Op-Ed: RIP Ajay Bhumij, But No One Killed You!
When in trouble, tug at Odia pride. That was exactly what the president of the contractors’ association Prabhat Das was trying to do when he laid the blame squarely on the alleged love for non Odia contractors among officials and engineers of the Works department for the mishap at the Bomikhal overbridge last night that left one labourer dead and another critically injured.
Das’ argument would have been laughable had it not been such a serious matter. His attribution of the mishap to the government’s alleged love for non Odia contractors at the expense of their Odia counterparts must be dismissed with the contempt it richly deserves. After all, Panda Infra, the company that is executing the Bomikhal project, is owned by an Odia and few non Odia contractors have got the kind of favours that he has. Here is a company that was blacklisted after the mishap on September 10 last year, which also resulted in the death of a person, and yet allowed to continue executing the project. How many non Odia contractors have received that kind of preferential treatment?
Das’ attempt to put the entire blame on the officials in a desperate bid to exonerate one of his own also has to be taken with a bagful of salt. It is nobody’s case that engineers are not responsible in such cases. In fact, the buck indeed stops at them for they are the people on whom the responsibility of overseeing any construction work rests. But to argue that the company executing the work is completely blameless flies in the face of truth and common sense. After all, it is the contractor who signs an agreement to execute the work as per the specifications laid down by the department and is primarily responsible for adhering to them. As such, it must be taken to task for any deviation.
Das has done well to emphasize the role of PC (percentage) in every government work. But he obviously thinks the contractor buys the ‘right’ to lower the quality of work with the PC he pays to the officials. Going by what he has to say on the issue, no one – just no one – has given a a damn to Chief Minister Naveen Patnaik’s clarion call for an end to the ‘PC culture’. May be the Chief Minister knew it when he gave the call, but is unable or unwilling to do anything about it. He has remained content after washing his hands off the two departments that have caused the maximum embarrassment to the government – water resources and works – so that blame, if any, could be laid at someone else’s doors while he remains unscathed.
As for the contractor himself, he has taken recourse to the time tested formula of “When in trouble, fish out (or cook up) your medical reports” that the rich and the powerful have used to telling effect every single time they fall foul of the law – Cuttack Choudwar MLA Pravat Biswal and Odisha Stevedores boss Mahima Mishra being only the latest examples. If Mr. Pratap Panda was indeed so sick that he had to be admitted to SCB medical college immediately after his arrest instead of being forwarded to court, what was he doing at home? Why was he not already in hospital?

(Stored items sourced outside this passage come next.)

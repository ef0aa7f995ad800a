//! # Datadog trace context propagation
//!
//! Serializes and deserializes the identity of an in-flight trace (trace
//! id, span id, sampling decision, origin, reparenting hint, vendor
//! tracestate, baggage, and trace-level tags) across process boundaries
//! over a configurable set of wire formats.
//!
//! Supported formats:
//!
//! - the legacy Datadog multi-header format (`x-datadog-*`)
//! - W3C trace context (`traceparent` / `tracestate`)
//! - Zipkin B3, both multi-header (`x-b3-*`) and single-header (`b3`)
//! - standalone W3C baggage (`baggage`)
//!
//! Several formats run at once behind one [`ChainedPropagator`]: injection
//! writes every configured format into the same carrier, and extraction
//! walks the configured formats in order, letting the first valid context
//! win while reconciling what the others found (same-trace W3C results
//! refine the winner, different-trace results become [`SpanLink`]s).
//!
//! # Examples
//!
//! ```
//! use dd_trace_propagation::{PropagatorBuilder, SpanContext, TraceId};
//! use std::collections::HashMap;
//!
//! let propagator = PropagatorBuilder::new().build();
//!
//! // inject the current context into outgoing headers
//! let ctx = SpanContext::new(TraceId::from_lower(1), 2);
//! let mut headers: HashMap<String, String> = HashMap::new();
//! propagator.inject(&ctx, &mut headers).unwrap();
//! assert!(headers.contains_key("traceparent"));
//!
//! // extract it back on the receiving side
//! let remote = propagator.extract(&headers).unwrap();
//! assert_eq!(remote.trace_id(), ctx.trace_id());
//! assert!(remote.is_remote());
//! ```
//!
//! Format selection honors `DD_TRACE_PROPAGATION_STYLE_INJECT`,
//! `DD_TRACE_PROPAGATION_STYLE_EXTRACT`, `DD_TRACE_PROPAGATION_STYLE`, and
//! `OTEL_PROPAGATORS`, falling back to `datadog,tracecontext,baggage`; see
//! [`PropagatorBuilder`] for the details.
//!
//! Propagators are immutable after construction and safe to share across
//! threads. A single inject or extract runs synchronously on the caller's
//! thread; the only mutable state it touches lives on the supplied
//! [`SpanContext`].
#![warn(
    future_incompatible,
    missing_debug_implementations,
    missing_docs,
    nonstandard_style,
    rust_2018_idioms,
    unreachable_pub,
    unused
)]
#![cfg_attr(docsrs, feature(doc_cfg), deny(rustdoc::broken_intra_doc_links))]

pub mod carrier;
pub mod context;
pub mod error;
mod internal_logging;
pub mod propagation;
pub mod trace_id;

pub use carrier::{HeaderReader, HeaderWriter, TextMapReader, TextMapWriter};
pub use context::{priority, SamplingMechanism, SpanContext, SpanLink};
pub use error::PropagationError;
pub use propagation::b3::{B3MultiPropagator, B3SinglePropagator};
pub use propagation::baggage::BaggagePropagator;
pub use propagation::chain::ChainedPropagator;
pub use propagation::config::{new_propagator, PropagatorBuilder};
pub use propagation::datadog::DatadogPropagator;
pub use propagation::trace_context::TraceContextPropagator;
pub use propagation::Propagator;
pub use trace_id::TraceId;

This brings us to the question of the scarcely concealed nexus between contractors and officials. Normally, a blacklisted company should be barred from executing not just the project that it has bungled on, but also all future projects. But in this particular case, far from being debarred, the company was not only allowed to continue but was also granted extension after extension. As a result, a bridge that was to be completed in 2014 is nowhere near completion even in May 2018! During this time, the project cost has escalated from Rs. 35 crores to Rs. 55 crores. There are reasons to believe that deadlines are repeatedly extended precisely to justify cost overruns. Completing a project on time, it seems is in nobody’s interest. Delaying projects, in contrast, is in everyone’s interest – the contractor, the officials and the politicians – because it gives all of them an opportunity to line their pockets.
The rot lies at the very top because it is at this level that decisions to assign work and allow extension are taken. But when something goes wrong, as has happened in this case, it is the low level staff who are made sacrificial goats while those at the top go scot free – or even rewarded! What else explains the one year extension given to Works secretary Nalini Kanta Pradhan under whose watch at least seven bridges, small and big, have collapsed?
If the aftermath of last year’s mishap is anything to go by, no one is going to be punished for the collapse of the iron mess that killed a person. In fact, the exercise to whitewash the whole thing has already started in right earnest with the chief engineer of DIP & Roads Omprakash Patel blaming negligence on the part of the labourers for the mishap while all but exonerating the engineers. Neither of the two major stake holders – Works department officials and the contractor – appear to be losing any sleep over the death of a poor labourer. They know that the storm over the Bomikhal bridge collapse would blow over and it would soon be business as usual.
RIP Ajay Bhumij, but no one killed you!
(DISCLAIMER: This is an opinion piece. The views expressed are author’s own and have nothing to do with OTV’s charter or views. OTV does not assume any responsibility or liability for the same.)